- WHAT YOU WILL DO -
Beginning with the line that includes "item.name == archive)" and ending with the last line of the listing below, write out each line exactly, with no other output.

**** EXTRACTED RECORDS ****

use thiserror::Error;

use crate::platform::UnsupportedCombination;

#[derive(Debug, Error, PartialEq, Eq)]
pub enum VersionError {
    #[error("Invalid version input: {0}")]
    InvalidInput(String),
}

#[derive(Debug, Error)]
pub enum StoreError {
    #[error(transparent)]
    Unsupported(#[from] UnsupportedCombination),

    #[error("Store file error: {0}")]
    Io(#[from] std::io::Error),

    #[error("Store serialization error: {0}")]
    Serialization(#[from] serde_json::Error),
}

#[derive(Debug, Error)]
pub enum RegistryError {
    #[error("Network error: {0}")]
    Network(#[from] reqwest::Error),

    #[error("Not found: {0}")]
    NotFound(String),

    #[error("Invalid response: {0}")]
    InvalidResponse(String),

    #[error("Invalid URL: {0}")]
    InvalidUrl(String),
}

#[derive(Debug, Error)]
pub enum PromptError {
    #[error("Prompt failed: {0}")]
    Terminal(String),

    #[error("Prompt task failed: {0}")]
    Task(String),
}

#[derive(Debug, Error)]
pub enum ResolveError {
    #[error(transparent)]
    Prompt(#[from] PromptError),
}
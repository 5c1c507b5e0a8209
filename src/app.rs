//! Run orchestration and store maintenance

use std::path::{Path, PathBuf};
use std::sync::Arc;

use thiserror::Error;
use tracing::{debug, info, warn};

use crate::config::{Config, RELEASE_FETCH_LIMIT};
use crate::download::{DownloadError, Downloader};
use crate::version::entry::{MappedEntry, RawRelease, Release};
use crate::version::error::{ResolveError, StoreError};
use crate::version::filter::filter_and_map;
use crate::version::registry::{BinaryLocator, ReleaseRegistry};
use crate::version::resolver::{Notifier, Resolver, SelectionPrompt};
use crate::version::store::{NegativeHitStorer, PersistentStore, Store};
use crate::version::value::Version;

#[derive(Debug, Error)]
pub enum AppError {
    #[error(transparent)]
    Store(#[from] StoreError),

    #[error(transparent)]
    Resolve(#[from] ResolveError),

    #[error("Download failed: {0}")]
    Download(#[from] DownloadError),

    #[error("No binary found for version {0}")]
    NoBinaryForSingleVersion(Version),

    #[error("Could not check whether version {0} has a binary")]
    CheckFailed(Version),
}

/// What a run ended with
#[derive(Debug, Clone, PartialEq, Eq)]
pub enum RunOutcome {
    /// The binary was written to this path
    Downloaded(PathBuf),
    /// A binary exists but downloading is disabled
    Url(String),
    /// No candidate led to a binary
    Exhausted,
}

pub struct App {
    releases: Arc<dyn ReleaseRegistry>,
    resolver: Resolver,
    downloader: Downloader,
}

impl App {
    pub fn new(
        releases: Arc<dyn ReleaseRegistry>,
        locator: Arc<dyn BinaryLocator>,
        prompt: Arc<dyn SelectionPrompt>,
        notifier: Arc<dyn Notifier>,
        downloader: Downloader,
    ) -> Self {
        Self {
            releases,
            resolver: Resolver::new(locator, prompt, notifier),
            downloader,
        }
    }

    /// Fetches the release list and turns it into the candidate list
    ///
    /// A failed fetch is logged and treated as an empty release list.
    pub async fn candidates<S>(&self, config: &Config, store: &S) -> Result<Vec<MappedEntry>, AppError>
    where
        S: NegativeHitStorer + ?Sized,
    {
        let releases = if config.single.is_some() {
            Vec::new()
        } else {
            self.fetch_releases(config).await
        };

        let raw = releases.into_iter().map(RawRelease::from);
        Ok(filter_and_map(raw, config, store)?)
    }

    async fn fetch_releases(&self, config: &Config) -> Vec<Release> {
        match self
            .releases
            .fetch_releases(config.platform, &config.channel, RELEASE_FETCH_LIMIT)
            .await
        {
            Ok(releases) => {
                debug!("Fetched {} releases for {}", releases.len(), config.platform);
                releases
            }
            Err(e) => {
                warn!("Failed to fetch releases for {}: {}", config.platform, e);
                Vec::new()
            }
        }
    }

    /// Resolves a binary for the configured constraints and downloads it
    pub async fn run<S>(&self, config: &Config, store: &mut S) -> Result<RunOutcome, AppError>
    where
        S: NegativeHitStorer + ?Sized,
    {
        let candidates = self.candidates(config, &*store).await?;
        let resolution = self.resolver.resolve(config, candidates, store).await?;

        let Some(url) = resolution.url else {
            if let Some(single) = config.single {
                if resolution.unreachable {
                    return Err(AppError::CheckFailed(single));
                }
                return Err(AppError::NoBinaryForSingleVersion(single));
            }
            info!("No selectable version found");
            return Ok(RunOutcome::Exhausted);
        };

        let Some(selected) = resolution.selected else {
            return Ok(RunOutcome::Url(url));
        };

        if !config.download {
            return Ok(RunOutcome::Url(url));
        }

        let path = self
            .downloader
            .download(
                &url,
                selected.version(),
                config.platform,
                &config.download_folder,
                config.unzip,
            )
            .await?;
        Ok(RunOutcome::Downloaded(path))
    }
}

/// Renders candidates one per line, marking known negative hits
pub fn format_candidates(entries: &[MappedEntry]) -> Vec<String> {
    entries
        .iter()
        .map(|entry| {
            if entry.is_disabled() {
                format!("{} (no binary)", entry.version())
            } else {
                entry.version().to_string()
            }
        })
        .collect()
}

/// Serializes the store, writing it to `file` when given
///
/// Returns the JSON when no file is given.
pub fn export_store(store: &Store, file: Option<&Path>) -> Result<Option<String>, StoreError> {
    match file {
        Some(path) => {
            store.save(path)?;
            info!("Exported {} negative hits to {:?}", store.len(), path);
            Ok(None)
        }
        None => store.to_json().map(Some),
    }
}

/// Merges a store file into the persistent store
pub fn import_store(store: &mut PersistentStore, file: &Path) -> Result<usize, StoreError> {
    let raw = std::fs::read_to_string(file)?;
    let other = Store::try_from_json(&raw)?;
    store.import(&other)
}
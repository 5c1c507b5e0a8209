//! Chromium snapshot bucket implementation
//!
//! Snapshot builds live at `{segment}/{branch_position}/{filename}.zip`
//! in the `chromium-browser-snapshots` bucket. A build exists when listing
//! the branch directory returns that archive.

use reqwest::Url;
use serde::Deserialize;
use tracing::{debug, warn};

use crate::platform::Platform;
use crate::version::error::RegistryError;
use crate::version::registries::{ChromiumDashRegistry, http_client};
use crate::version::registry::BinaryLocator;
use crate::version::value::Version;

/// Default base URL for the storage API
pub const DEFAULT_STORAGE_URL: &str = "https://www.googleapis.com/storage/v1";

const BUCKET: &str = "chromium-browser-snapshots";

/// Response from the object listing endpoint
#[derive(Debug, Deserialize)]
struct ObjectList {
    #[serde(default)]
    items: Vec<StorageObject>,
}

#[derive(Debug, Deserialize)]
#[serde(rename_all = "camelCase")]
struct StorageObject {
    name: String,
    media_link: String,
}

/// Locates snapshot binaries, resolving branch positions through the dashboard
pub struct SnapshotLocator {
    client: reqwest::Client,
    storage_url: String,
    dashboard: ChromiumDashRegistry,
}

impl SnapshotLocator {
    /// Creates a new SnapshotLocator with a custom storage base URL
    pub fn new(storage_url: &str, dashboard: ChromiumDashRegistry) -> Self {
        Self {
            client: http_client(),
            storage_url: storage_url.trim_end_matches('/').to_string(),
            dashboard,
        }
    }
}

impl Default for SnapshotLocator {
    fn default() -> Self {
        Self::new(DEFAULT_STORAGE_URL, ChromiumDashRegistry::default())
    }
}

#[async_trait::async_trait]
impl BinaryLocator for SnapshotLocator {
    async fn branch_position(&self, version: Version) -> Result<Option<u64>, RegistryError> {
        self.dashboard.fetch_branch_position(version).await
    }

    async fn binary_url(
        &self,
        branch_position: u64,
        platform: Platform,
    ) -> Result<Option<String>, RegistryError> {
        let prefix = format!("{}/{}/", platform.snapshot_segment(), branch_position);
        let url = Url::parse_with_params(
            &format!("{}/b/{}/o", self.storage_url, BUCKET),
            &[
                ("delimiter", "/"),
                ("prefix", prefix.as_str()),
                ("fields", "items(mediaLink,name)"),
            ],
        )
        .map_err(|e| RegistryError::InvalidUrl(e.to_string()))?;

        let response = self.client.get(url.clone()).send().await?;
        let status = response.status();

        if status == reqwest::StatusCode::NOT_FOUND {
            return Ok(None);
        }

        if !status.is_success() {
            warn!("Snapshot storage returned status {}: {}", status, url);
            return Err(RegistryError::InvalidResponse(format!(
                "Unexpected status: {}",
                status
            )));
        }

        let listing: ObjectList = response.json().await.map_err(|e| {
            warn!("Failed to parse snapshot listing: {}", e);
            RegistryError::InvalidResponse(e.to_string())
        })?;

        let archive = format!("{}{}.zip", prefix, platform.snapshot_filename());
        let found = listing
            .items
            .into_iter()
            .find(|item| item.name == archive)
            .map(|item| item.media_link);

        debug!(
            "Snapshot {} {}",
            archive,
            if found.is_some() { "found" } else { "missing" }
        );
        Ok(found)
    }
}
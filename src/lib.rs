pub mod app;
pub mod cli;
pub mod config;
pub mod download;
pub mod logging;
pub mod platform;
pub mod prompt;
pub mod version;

****

- FINISHED EXERCISE -
            .find(|item| item.name == archive)
            .map(|item| item.media_link);

        debug!(
            "Snapshot {} {}",
            archive,
            if found.is_some() { "found" } else { "missing" }
        );
        Ok(found)
    }
}
filename src/lib.rs
pub mod app;
pub mod cli;
pub mod config;
pub mod download;
pub mod logging;
pub mod platform;
pub mod prompt;
pub mod version;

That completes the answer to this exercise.